Plus/Minus NBA Finals: vince Golden State. MVP a sorpresa

NBA Finals ovvero: tutta la bellezza e l’ingiustizia di questo sport. Ingiusta perché uno come LeBron James, giocatore incredibile e per molti versi irripetibile, dopo aver giocato una serie fantastica al limite dell’umano non dovrebbe tornarmene a casa a mani vuote.

James solo contro tutti

E non semplicemente per i numeri mostruosi che ha messo insieme (due triple doppie, 36 punti 14 rimbalzi e 8assist di media), quanto piuttosto per aver reso difficilissima la vittoria ad una squadra che ha rullato tutti gli altri dall’inizio della stagione. Peccato davvero non aver potuto vedere Cleveland al suo meglio. Mai come oggi il Re avrebbe meritato la sua corona. Ingiusto, appunto, vederlo cedere con la cavalleria pesante azzoppata dalla sfortuna (Love e Irving molto più di Varejao, comunque sostituito in corsa da Mozgov) e costretto a cavalcare ronzini come Dellavedova, eroico ma pur sempre un onesto giocatore di B1 italiana è poco più, psicopatici seriali come JR Smith o semplici role player come Jones e Miller.

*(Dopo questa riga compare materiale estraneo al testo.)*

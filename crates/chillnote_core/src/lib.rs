//! Core logic for Chill Notes.
//! This crate owns the note collection, its persistence and the editor state
//! machine; UI shells only render `ScreenView` and forward user actions.

pub mod config;
pub mod db;
pub mod logging;
pub mod model;
pub mod repo;
pub mod service;

pub use config::CoreConfig;
pub use logging::{default_log_level, init_logging, logging_status};
pub use model::note::{Note, NoteCollection, NoteValidationError};
pub use repo::kv_repo::{
    KeyValueStore, MemoryKeyValueStore, SqliteKeyValueStore, StorageError, StorageResult,
};
pub use repo::notes_blob::{
    load_collection, persist_collection, LoadError, PersistError, NOTES_STORAGE_KEY,
};
pub use service::editor::{
    reduce, EditorEvent, EditorMode, EditorState, PrimaryAction, TransitionError,
};
pub use service::note_store::{NoteStore, NoteStoreError};
pub use service::session::{
    DeleteConfirmation, NoteListItem, NotesSession, ScreenView, SessionError, SubmitOutcome,
};

/// Minimal health-check API for shell integration.
pub fn ping() -> &'static str {
    "pong"
}

/// Returns the core crate version.
pub fn core_version() -> &'static str {
    env!("CARGO_PKG_VERSION")
}
//! Flutter-facing bindings for Chill Notes core.

pub mod api;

James troppo solo. Non è bastato il cuore di Dellavedova

Dopo 40 anni ancora Warriors

Vincono gli Warriors, e in questo invece c’è tanta giustizia e bellezza, perché sono una squadra che ha saputo imporre il proprio talento, il proprio credo e la propria difesa sempre. Curry ha dimostrato di essere un leader vero ma, forse ancora un gradino sotto James e altri grandissimi del gioco, perché oggi senza i suoi scudieri non avrebbe potuto farcela da solo, tanto che -seppure un po’ a sorpresa- non ha portato a casa la palma di MVP. Poco male perché in fondo di sport di squadra si tratta, e i compagni servono proprio a quello. Il premio è andato (e noi per quel che conta concordiamo) a Iguodala, che in tanti si sono dimenticati essere stato una superstar (magari tra le peggiori, ma pur sempre appartenente a tale categoria) che ha avuto l’umiltà di accettare di partire dalla panchina per un anno intero e per la prima volta in carriera. Decisivo in attacco anche in gara sei con 23 punti, stoico in difesa nel cercare con successo di arginare il ciclone James, chiave della serie col suo ingresso in quintetto da gara quattro.

Festa grande sulla baia

Dalla finale ne esce malissimo Klay Thompson, vera ombra di se stesso in questa serie. Succede al primo impatto con le finali (citofonare Harden se avete qualche dubbio), ma se salirà anche lui di livello in questo senso sarà dura togliere a Golden State lo scettro il prossimo anno. Già, il prossimo anno..
Qualche giocatore si muoverà, e forse diverse geografie cambieranno, ma i conti di sicuro andranno fatti ancora con quei due signori che a dieci secondi dalla fine si sono scambiati una stretta di mano che sa tanto di “arrivederci a presto”.
Ottobre in fondo è poi dietro l’angolo.